Hi guys, this is a follow up question from previous thread: Re: Grep logs by start date and end date in different directories . As thanos have provided me a very useful basic script which I am very thankful for, I still have some doubts. This is the code currently (which I have modified) from thanos's script:
use strict; use warnings; use Date::Manip; use Data::Dumper; use File::Find::Rule; use IO::Uncompress::Bunzip2 (); use Net::Subnet; my @LogDir = </cygdrive/c/Users/anon/Documents/logs/png1/>; my @LogDir2 = </cygdrive/c/Users/anon/Documents/logs/png2/*/>; #Find relevant files sub get_files { my (@dirs) = @_; @ARGV = (@LogDir, @LogDir2); my @dirss = join "", map {@ARGV . $_} @dirs; my $level = shift // 3; # level to dig into my @files = File::Find::Rule->file() ->name( '*.bz2','*.log' ) #can insert regex too ->maxdepth($level) ->in(@dirss); #print @files; return @files; } #Matches IP address only sub searchForIP { my ($files, $ip) = @_; my @files = @$files; for my $file (@files){ my $filename = $file; my $fh = IO::Uncompress::Bunzip2->new($filename) or die "bunzip2 $filename: $IO::Uncompress::Bunzip2::Bunzip2Error" +; while (<$fh>){ print "$filename:$.:$_" if /$ip/; } } } #This portion contains some code for user input, I will leave this out + cause its not related to my problem my $numberOfDays = $numdays .' days'; my $dateStart = ParseDate("$sdate"); my $dateEnd = DateCalc($dateStart, $numberOfDays); # To find the every day date1 to date2 my @dates =ParseRecur("0:0:0:1:0:0:0","",$dateStart, $dateEnd); my @datesFormatted = map { UnixDate($_, '%Y-%m-%d') } @dates; my @filess = get_files(@datesFormatted); searchForIP(\@filess, $ip);
As you can see, I have multiple directories that contains many log files. As I am running the script from another directory, I would have to join the @LogDir with the @dirs in order to get the full path. An example of @dirs is 2017-12-01/access.log.bz2 so when joined, they become /cygdrive/c/Users/anon/Documents/logs/png1/2017-12-01/access.log.bz2 . I have tried using only 1 directory containing the logfiles and it worked for me, however,it doesn't work when I try putting in more than 1 directory. I am unsure how I can make it work with more than 1 directories. Below is the code when I tried it with only 1 directory (which worked for me):
#!/usr/bin/perl use strict; use warnings; use Date::Manip; use Data::Dumper; use File::Find::Rule; use IO::Uncompress::Bunzip2 (); use Net::Subnet; my $LogDir = "/opt/splunk/httpd/png1/"; #Find relevant files sub get_files { my (@dirs) = @_; my @dirss = join "", map {$LogDir . $_} @dirs; my $level = shift // 3; # level to dig into my @files = File::Find::Rule->file() ->name( '*.bz2' ) #can insert regex too ->maxdepth($level) ->in(@dirss); #print @files; return @files; }
Any response will be greatly appreciated as I have already tried many ways to insert multiple directories but it still doesn't work... I am not sure why. Thank you again

Replies are listed 'Best First'.
Re: Process multiple directories
by thanos1983 (Parson) on Jan 08, 2018 at 10:31 UTC

    Hello Anonymous Monk,

    I applied minor modifications on your code, sample bellow:

    Since we do not have your input data and samples of your directories, we only guess. Also for example what is the dates that you are checking? For example the format of the directories (dates) is "2018-01-01" or different. Just by assuming all the time we will not be able to assist you fast enough.
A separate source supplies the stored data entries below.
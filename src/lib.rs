//! Gmail label purge
//!
//! Bulk cleanup for a single Gmail account: pick a label, preview what
//! carries it, then move those messages to trash or permanently delete them.
//!
//! # Overview
//!
//! - **Authentication**: OAuth2 installed-app flow with a cached token; the
//!   scope requested depends on the deletion mode
//! - **Enumeration**: label listing and paged message listing up to a cap
//! - **Deletion**: snippet preview, one confirmation, then per-message trash
//!   or chunked `batchDelete` (at most 100 ids per call)
//!
//! # Example Usage
//!
//! ```no_run
//! use gmail_purge::{auth, cli, client::GmailMailboxClient, config::Config};
//! use gmail_purge::{DeleteMode, ProgressReporter, TerminalPrompter};
//!
//! #[tokio::main]
//! async fn main() -> anyhow::Result<()> {
//!     let config = Config::load("config.toml".as_ref()).await?;
//!     let token_cache = auth::TokenCache::new(&config.auth.token_cache);
//!     let mode = DeleteMode::Trash;
//!
//!     let hub = auth::initialize_gmail_hub(&config.auth.credentials, &token_cache, mode).await?;
//!     let client = GmailMailboxClient::new(hub, mode, &config.api);
//!
//!     let settings = cli::CleanSettings::from_config(mode, &config, token_cache.path().into());
//!     let outcome = cli::run_clean(
//!         &client,
//!         &TerminalPrompter::new(),
//!         &ProgressReporter::new(),
//!         &settings,
//!         &mut std::io::stdout(),
//!     )
//!     .await?;
//!     println!("{:?}", outcome);
//!     Ok(())
//! }
//! ```
//!
//! # Module Organization
//!
//! - [`auth`] - OAuth2 authentication, scopes and the token cache
//! - [`client`] - The `MailboxClient` trait and its Gmail implementation
//! - [`cli`] - Command-line interface and the interactive run
//! - [`config`] - Configuration management
//! - [`enumerator`] - Label listing and paged message enumeration
//! - [`error`] - Error types and result aliases
//! - [`executor`] - Preview, chunking, trash and batch delete
//! - [`models`] - Core data structures
//! - [`progress`] - indicatif progress display
//! - [`prompt`] - Operator prompts

pub mod auth;
pub mod cli;
pub mod client;
pub mod config;
pub mod enumerator;
pub mod error;
pub mod executor;
pub mod models;
pub mod progress;
pub mod prompt;

pub use error::{PurgeError, Result};

pub use models::{DeleteMode, Label, MessagePage, MessageRef, RunConfig, RunOutcome};

pub use client::{GmailMailboxClient, MailboxClient};

pub use executor::{chunk_ids, num_to_delete, DeletionExecutor, DeletionOutcome, BATCH_DELETE_LIMIT};

pub use progress::ProgressReporter;
pub use prompt::{Prompter, ScriptedPrompter, TerminalPrompter};

pub use config::Config;
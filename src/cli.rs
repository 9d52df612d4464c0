//! Command-line interface and the interactive cleanup run

use clap::{Parser, Subcommand};
use std::io::Write;
use std::path::{Path, PathBuf};
use tracing::{info, warn};

use crate::client::MailboxClient;
use crate::config::{Config, PurgeConfig};
use crate::enumerator;
use crate::error::{PurgeError, Result};
use crate::executor::{self, DeletionExecutor, DeletionOutcome};
use crate::models::{DeleteMode, Label, RunConfig, RunOutcome};
use crate::progress::ProgressReporter;
use crate::prompt::Prompter;

pub const LABEL_PROMPT: &str = "Enter id of label to delete:";
pub const MAX_COUNT_PROMPT: &str = "Enter max number of emails to delete:";

#[derive(Parser, Debug)]
#[command(name = "gmail-purge")]
#[command(version)]
#[command(about = "Trash or permanently delete every Gmail message carrying a label", long_about = None)]
pub struct Cli {
    /// Path to configuration file
    #[arg(short, long, default_value = "config.toml")]
    pub config: PathBuf,

    /// Path to OAuth2 credentials file (overrides auth.credentials)
    #[arg(long)]
    pub credentials: Option<PathBuf>,

    /// Path to token cache file (overrides auth.token_cache)
    #[arg(long)]
    pub token_cache: Option<PathBuf>,

    /// Verbose logging
    #[arg(short, long)]
    pub verbose: bool,

    #[command(subcommand)]
    pub command: Commands,
}

#[derive(Subcommand, Debug)]
pub enum Commands {
    /// Authenticate with Gmail API and cache the token
    Auth {
        /// Discard the cached token and re-run the browser flow
        #[arg(long)]
        force: bool,

        /// Request full mailbox access (needed for permanent deletion)
        #[arg(long)]
        permanent: bool,
    },

    /// List labels with their ids
    Labels,

    /// Pick a label, preview its messages, then trash or delete them
    Clean {
        /// Permanently batch-delete instead of moving to trash
        #[arg(long)]
        permanent: bool,
    },

    /// Generate example configuration file
    InitConfig {
        /// Path to create config file
        #[arg(short, long, default_value = "config.toml")]
        output: PathBuf,

        /// Overwrite existing file
        #[arg(long)]
        force: bool,
    },
}

impl Cli {
    pub fn credentials_path(&self, config: &Config) -> PathBuf {
        self.credentials
            .clone()
            .unwrap_or_else(|| config.auth.credentials.clone())
    }

    pub fn token_cache_path(&self, config: &Config) -> PathBuf {
        self.token_cache
            .clone()
            .unwrap_or_else(|| config.auth.token_cache.clone())
    }
}

/// Deletion mode for a run: `--permanent` wins, then the configured default
pub fn resolve_mode(permanent: bool, config: &Config) -> DeleteMode {
    if permanent {
        DeleteMode::BatchDelete
    } else {
        config.purge.default_mode
    }
}

/// Settings of one `clean` run that do not come from prompts
#[derive(Debug, Clone)]
pub struct CleanSettings {
    pub mode: DeleteMode,
    pub preview_count: usize,
    pub batch_size: usize,
    pub token_cache: PathBuf,
}

impl CleanSettings {
    /// Settings with the default `[purge]` values
    pub fn new(mode: DeleteMode, token_cache: impl Into<PathBuf>) -> Self {
        let purge = PurgeConfig::default();
        Self {
            mode,
            preview_count: purge.preview_count,
            batch_size: purge.batch_size,
            token_cache: token_cache.into(),
        }
    }

    pub fn from_config(mode: DeleteMode, config: &Config, token_cache: PathBuf) -> Self {
        Self {
            mode,
            preview_count: config.purge.preview_count,
            batch_size: config.purge.batch_size,
            token_cache,
        }
    }
}

/// Message printed when the service rejects a deletion call
pub fn remediation_hint(token_cache: &Path) -> String {
    format!(
        "Failed to delete - try deleting {} (or run `gmail-purge auth --force`) and try again",
        token_cache.display()
    )
}

pub fn print_labels<W: Write>(out: &mut W, labels: &[Label]) -> Result<()> {
    writeln!(out, "Labels:")?;
    for label in labels {
        writeln!(out, "id: {}", label.id)?;
        writeln!(out, "    name: {}", label.name)?;
    }
    Ok(())
}

/// The interactive cleanup run
///
/// Lists labels, asks for a label id and a cap, enumerates and previews the
/// matching messages, then hands over to [`DeletionExecutor`]. Errors before
/// the deletion phase propagate; deletion failures print the remediation hint
/// and come back as [`RunOutcome::Failed`].
pub async fn run_clean<C, P, W>(
    client: &C,
    prompter: &P,
    reporter: &ProgressReporter,
    settings: &CleanSettings,
    out: &mut W,
) -> Result<RunOutcome>
where
    C: MailboxClient + ?Sized,
    P: Prompter + ?Sized,
    W: Write,
{
    let labels = enumerator::list_labels(client).await?;
    if labels.is_empty() {
        writeln!(out, "No labels found.")?;
        return Ok(RunOutcome::NoLabels);
    }
    print_labels(out, &labels)?;
    out.flush()?;

    let run = match ask_run_config(prompter, reporter, settings.mode) {
        Ok(run) => run,
        Err(PurgeError::OperationCancelled(_)) => {
            writeln!(out, "Aborted.")?;
            return Ok(RunOutcome::Aborted);
        }
        Err(e) => return Err(e),
    };
    if !labels.iter().any(|label| label.id == run.label_id) {
        warn!("Label id {:?} is not in the listed labels", run.label_id);
    }
    info!(
        "Run: label={} max={} mode={}",
        run.label_id, run.max_messages, run.mode
    );

    writeln!(out, "Searching for emails...")?;
    let spinner = reporter.add_spinner("Searching for emails...");
    let messages =
        enumerator::list_messages(client, &run.label_id, run.max_messages, &spinner).await;
    spinner.finish_and_clear();
    let messages = messages?;
    writeln!(out, "Found {} messages", messages.len())?;

    let snippets = executor::preview(client, &messages, settings.preview_count).await?;
    executor::write_preview(out, &snippets)?;
    writeln!(out)?;
    out.flush()?;

    let outcome = DeletionExecutor::new(client, prompter, reporter)
        .with_batch_size(settings.batch_size)
        .confirm_and_delete(&messages, run.max_messages, run.mode)
        .await?;

    match outcome {
        DeletionOutcome::Aborted => {
            writeln!(out, "Aborted.")?;
            Ok(RunOutcome::Aborted)
        }
        DeletionOutcome::Completed { deleted } => {
            writeln!(out, "Deleted {}/{}", deleted, deleted)?;
            writeln!(out, "\nFinished")?;
            Ok(RunOutcome::Finished { deleted })
        }
        DeletionOutcome::Failed { deleted, error } => {
            let total = executor::num_to_delete(run.max_messages, messages.len());
            writeln!(out, "Deleted {}/{}", deleted, total)?;
            writeln!(out, "{}", remediation_hint(&settings.token_cache))?;
            writeln!(out, "Cause: {}", error)?;
            Ok(RunOutcome::Failed { deleted, error })
        }
    }
}

fn ask_run_config<P>(prompter: &P, reporter: &ProgressReporter, mode: DeleteMode) -> Result<RunConfig>
where
    P: Prompter + ?Sized,
{
    reporter.suspend(|| {
        let label_id = prompter.ask_text(LABEL_PROMPT)?;
        let max_messages = prompter.ask_count(MAX_COUNT_PROMPT)?;
        Ok(RunConfig {
            label_id,
            max_messages,
            mode,
        })
    })
}
use anyhow::Result;
use clap::Parser;
use gmail_purge::auth::{self, TokenCache};
use gmail_purge::cli::{self, Cli, CleanSettings, Commands};
use gmail_purge::client::GmailMailboxClient;
use gmail_purge::config::Config;
use gmail_purge::enumerator;
use gmail_purge::error::PurgeError;
use gmail_purge::progress::ProgressReporter;
use gmail_purge::prompt::TerminalPrompter;
use gmail_purge::RunOutcome;
use indicatif::MultiProgress;
use std::io::Write;
use std::process;
use std::sync::{Arc, Mutex};
use tracing_subscriber::fmt::MakeWriter;
use tracing_subscriber::EnvFilter;

/// A writer that prints through MultiProgress to avoid progress bar conflicts
#[derive(Clone)]
struct MultiProgressWriter {
    multi: Arc<MultiProgress>,
    buffer: Arc<Mutex<Vec<u8>>>,
}

impl MultiProgressWriter {
    fn new(multi: Arc<MultiProgress>) -> Self {
        Self {
            multi,
            buffer: Arc::new(Mutex::new(Vec::new())),
        }
    }
}

impl Write for MultiProgressWriter {
    fn write(&mut self, buf: &[u8]) -> std::io::Result<usize> {
        let mut buffer = self
            .buffer
            .lock()
            .map_err(|_| std::io::Error::new(std::io::ErrorKind::Other, "log buffer poisoned"))?;
        buffer.extend_from_slice(buf);
        Ok(buf.len())
    }

    fn flush(&mut self) -> std::io::Result<()> {
        let mut buffer = self
            .buffer
            .lock()
            .map_err(|_| std::io::Error::new(std::io::ErrorKind::Other, "log buffer poisoned"))?;
        if !buffer.is_empty() {
            let msg = String::from_utf8_lossy(&buffer);
            let msg = msg.trim_end_matches('\n');
            if !msg.is_empty() {
                let _ = self.multi.println(msg);
            }
            buffer.clear();
        }
        Ok(())
    }
}

impl Drop for MultiProgressWriter {
    fn drop(&mut self) {
        let _ = self.flush();
    }
}

/// MakeWriter implementation for tracing
#[derive(Clone)]
struct MultiProgressMakeWriter {
    multi: Arc<MultiProgress>,
}

impl<'a> MakeWriter<'a> for MultiProgressMakeWriter {
    type Writer = MultiProgressWriter;

    fn make_writer(&'a self) -> Self::Writer {
        MultiProgressWriter::new(Arc::clone(&self.multi))
    }
}

#[tokio::main]
async fn main() {
    match run().await {
        Ok(true) => {}
        Ok(false) => process::exit(1),
        Err(e) => {
            display_error(&e);
            eprintln!("\nFor help, run: gmail-purge --help");
            process::exit(1);
        }
    }
}

/// Returns `Ok(false)` when the run ended in a reported deletion failure
async fn run() -> Result<bool> {
    // Several dependencies pull in rustls; pick the provider explicitly
    #[cfg(not(windows))]
    rustls::crypto::aws_lc_rs::default_provider()
        .install_default()
        .map_err(|_| anyhow::anyhow!("Failed to install default crypto provider"))?;

    #[cfg(windows)]
    rustls::crypto::ring::default_provider()
        .install_default()
        .map_err(|_| anyhow::anyhow!("Failed to install default crypto provider"))?;

    let cli = Cli::parse();

    let filter = if cli.verbose {
        EnvFilter::try_from_default_env()
            .unwrap_or_else(|_| EnvFilter::new("gmail_purge=debug,info"))
    } else {
        EnvFilter::try_from_default_env().unwrap_or_else(|_| EnvFilter::new("gmail_purge=info,warn"))
    };

    let multi_progress = Arc::new(MultiProgress::new());
    let make_writer = MultiProgressMakeWriter {
        multi: Arc::clone(&multi_progress),
    };

    tracing_subscriber::fmt()
        .with_env_filter(filter)
        .with_writer(make_writer)
        .with_target(false)
        .with_thread_ids(false)
        .with_file(false)
        .with_line_number(false)
        .init();

    let config = Config::load(&cli.config).await?;
    let credentials = cli.credentials_path(&config);
    let token_cache = TokenCache::new(cli.token_cache_path(&config));

    match cli.command {
        Commands::Auth { force, permanent } => {
            if force && token_cache.discard().await? {
                println!("Removed cached token at {}", token_cache.path().display());
            }

            let mode = cli::resolve_mode(permanent, &config);
            let hub = auth::initialize_gmail_hub(&credentials, &token_cache, mode).await?;
            let client = GmailMailboxClient::new(hub, mode, &config.api);

            println!("Successfully authenticated with Gmail API ({} scope)", mode);
            println!("Token cached at: {}", token_cache.path().display());

            let (_, profile) = client
                .hub()
                .users()
                .get_profile("me")
                .add_scope(client.scope())
                .doit()
                .await
                .map_err(PurgeError::from)?;
            println!(
                "Connected to account: {}",
                profile.email_address.unwrap_or_default()
            );

            Ok(true)
        }

        Commands::Labels => {
            let mode = config.purge.default_mode;
            let hub = auth::initialize_gmail_hub(&credentials, &token_cache, mode).await?;
            let client = GmailMailboxClient::new(hub, mode, &config.api);

            let labels = enumerator::list_labels(&client).await?;
            let mut stdout = std::io::stdout();
            if labels.is_empty() {
                writeln!(stdout, "No labels found.")?;
            } else {
                cli::print_labels(&mut stdout, &labels)?;
            }

            Ok(true)
        }

        Commands::Clean { permanent } => {
            let mode = cli::resolve_mode(permanent, &config);
            tracing::info!("Starting {} run", mode);
            if !mode.is_recoverable() {
                println!("Running in PERMANENT DELETE mode - deleted messages cannot be recovered");
            }

            let hub = auth::initialize_gmail_hub(&credentials, &token_cache, mode).await?;
            let client = GmailMailboxClient::new(hub, mode, &config.api);

            let reporter = ProgressReporter::with_multi_progress((*multi_progress).clone());
            let settings =
                CleanSettings::from_config(mode, &config, token_cache.path().to_path_buf());
            let prompter = TerminalPrompter::new();
            let mut stdout = std::io::stdout();

            let outcome =
                cli::run_clean(&client, &prompter, &reporter, &settings, &mut stdout)
                    .await?;
            if let RunOutcome::Finished { deleted } = &outcome {
                tracing::info!("Run finished after removing {} messages", deleted);
            }

            Ok(!outcome.is_failure())
        }

        Commands::InitConfig { output, force } => {
            if output.exists() && !force {
                return Err(PurgeError::ConfigError(format!(
                    "Configuration file already exists at {:?}. Use --force to overwrite.",
                    output
                ))
                .into());
            }

            Config::create_example(&output).await?;

            println!("Created example configuration file at: {:?}", output);
            println!("\nKey settings to review:");
            println!("  - purge.default_mode: 'trash' (recoverable) or 'batch-delete' (permanent)");
            println!("  - purge.preview_count: snippets shown before confirming");
            println!("  - auth.credentials: OAuth2 client secret downloaded from Google Cloud Console");

            Ok(true)
        }
    }
}

/// Display error with context
fn display_error(error: &anyhow::Error) {
    eprintln!("Error: {}", error);

    let mut cause = error.source();
    while let Some(e) = cause {
        eprintln!("  Caused by: {}", e);
        cause = e.source();
    }

    if let Some(purge_err) = error.downcast_ref::<PurgeError>() {
        match purge_err {
            e if e.is_credential_problem() => {
                eprintln!("\nHint: The cached token may be stale or missing a scope.");
                eprintln!("      Try running: gmail-purge auth --force");
            }
            PurgeError::ConfigError(_) => {
                eprintln!("\nHint: Check your configuration file for errors.");
                eprintln!("      Run: gmail-purge init-config --force");
            }
            PurgeError::RateLimited(_) | PurgeError::ServerError { .. } => {
                eprintln!("\nHint: This may be a temporary API error.");
                eprintln!("      Try running the command again.");
            }
            _ => {}
        }
    }
}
    Having said that, on the code above I modified the dates. I assume your code was failing to parse the dates because you had wrong format. Always see the expected input to the module and your input. I simplified it to the user input "01/01/2018" format (d/m/y). Based on this modification I assume it will match your directories.

    Also observe that your @LogDirmy and @LogDir2 are strings based on your sample of code why you need to use Arrays? I have modified the code above to a sample of different directory paths that you could use.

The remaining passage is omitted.